A Comprehensive MCDM-Based Approach for Object-Oriented Metrics Selection Problems

Abstract

Object-oriented programming (OOP) is prone to defects that negatively impact software quality. Detecting defects early in the development process is crucial for ensuring high-quality software, reducing maintenance costs, and increasing customer satisfaction. Several studies use the object-oriented metrics to identify design flaws both at the model level and at the code level. Metrics provide a quantitative measure of code quality by analyzing specific aspects of the software, such as complexity, cohesion, coupling, and inheritance. By examining these metrics, developers can identify potential defects in OOP, such as design defects and code smells. Unfortunately, we cannot assess the quality of an object-oriented program by using a single metric. Identifying design-defect-metric-based rules in an object-oriented program can be challenging due to the number of metrics. In fact, it is difficult to determine which metrics are the most relevant for identifying design defects. Additionally, multiple thresholds for each metric indicates different levels of quality and increases the difficulty to set clear and consistent rules.
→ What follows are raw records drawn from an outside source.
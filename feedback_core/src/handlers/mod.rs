//! HTTP handlers for the feedback service

pub mod feedback;
pub mod health;
pub mod routes;
use std::path::Path;

use attendance_core::Cell;
use calamine::{open_workbook_auto, DataType, Reader};
use log::debug;
use snafu::prelude::*;

use crate::hl::*;

/// Reads the rows of a worksheet: the named one, or the first one.
pub fn read_excel_rows(path: &Path, worksheet: Option<&str>) -> HlResult<Vec<Vec<Cell>>> {
    let p = path.display().to_string();
    let mut workbook = open_workbook_auto(path).context(OpeningExcelSnafu { path: p.clone() })?;
    let wrange = match worksheet {
        Some(name) => workbook
            .worksheet_range(name)
            .context(MissingWorksheetSnafu {
                path: p.clone(),
                name,
            })?
            .context(OpeningExcelSnafu { path: p.clone() })?,
        None => workbook
            .worksheet_range_at(0)
            .context(EmptyExcelSnafu { path: p.clone() })?
            .context(OpeningExcelSnafu { path: p })?,
    };

    let mut res: Vec<Vec<Cell>> = Vec::new();
    for (idx, row) in wrange.rows().enumerate() {
        debug!("read_excel_rows: idx: {:?} row: {:?}", idx, row);
        res.push(row.iter().map(read_cell_calamine).collect());
    }
    Ok(res)
}

fn read_cell_calamine(cell: &DataType) -> Cell {
    match cell {
        DataType::Int(i) => Cell::Int(*i),
        DataType::Float(f) => Cell::Float(*f),
        DataType::String(s) => Cell::Text(s.clone()),
        DataType::Bool(b) => Cell::Text(b.to_string()),
        // Dates are not attendance figures: keep them as the serial number text.
        DataType::DateTime(f) => Cell::Text(f.to_string()),
        DataType::Empty => Cell::Empty,
        #[allow(unreachable_patterns)]
        _ => Cell::Empty,
    }
}

#[cfg(test)]
mod tests {
    use super::*;

    #[test]
    fn cell_conversion() {
        assert_eq!(read_cell_calamine(&DataType::Int(7)), Cell::Int(7));
        assert_eq!(read_cell_calamine(&DataType::Float(59.9)), Cell::Float(59.9));
        assert_eq!(
            read_cell_calamine(&DataType::String("CN".to_string())),
            Cell::Text("CN".to_string())
        );
        assert_eq!(read_cell_calamine(&DataType::Empty), Cell::Empty);
    }

    #[test]
    fn missing_file() {
        let root = crate::hl::tests::test_dir("excel-missing");
        assert!(matches!(
            read_excel_rows(&root.join("nope.xlsx"), None),
            Err(HlError::OpeningExcel { .. })
        ));
    }
}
Hence, the problem of object-oriented metrics selection can be ascribed to a multi-criteria decision-making (MCDM) problem. Based on the experts’ judgement, we can identify the most appropriate metric for the detection of a specific defect. This paper presents our approach to reduce the number of metrics using one of the MCDM methods. Therefore, to identify the most important detection rules, we apply the fuzzy decision-making trial and evaluation laboratory (Fuzzy DEMATEL) method. We also classify the metrics into cause-and-effect groups. The results of our proposed approach, applied on four open-source projects, compared to our previous published results, confirm the efficiency of the MCDM and especially the Fuzzy DEMATEL method in selecting the best rules to identify design flaws. We increased the defect detection accuracy by the selection of rules containing important and interrelated metrics.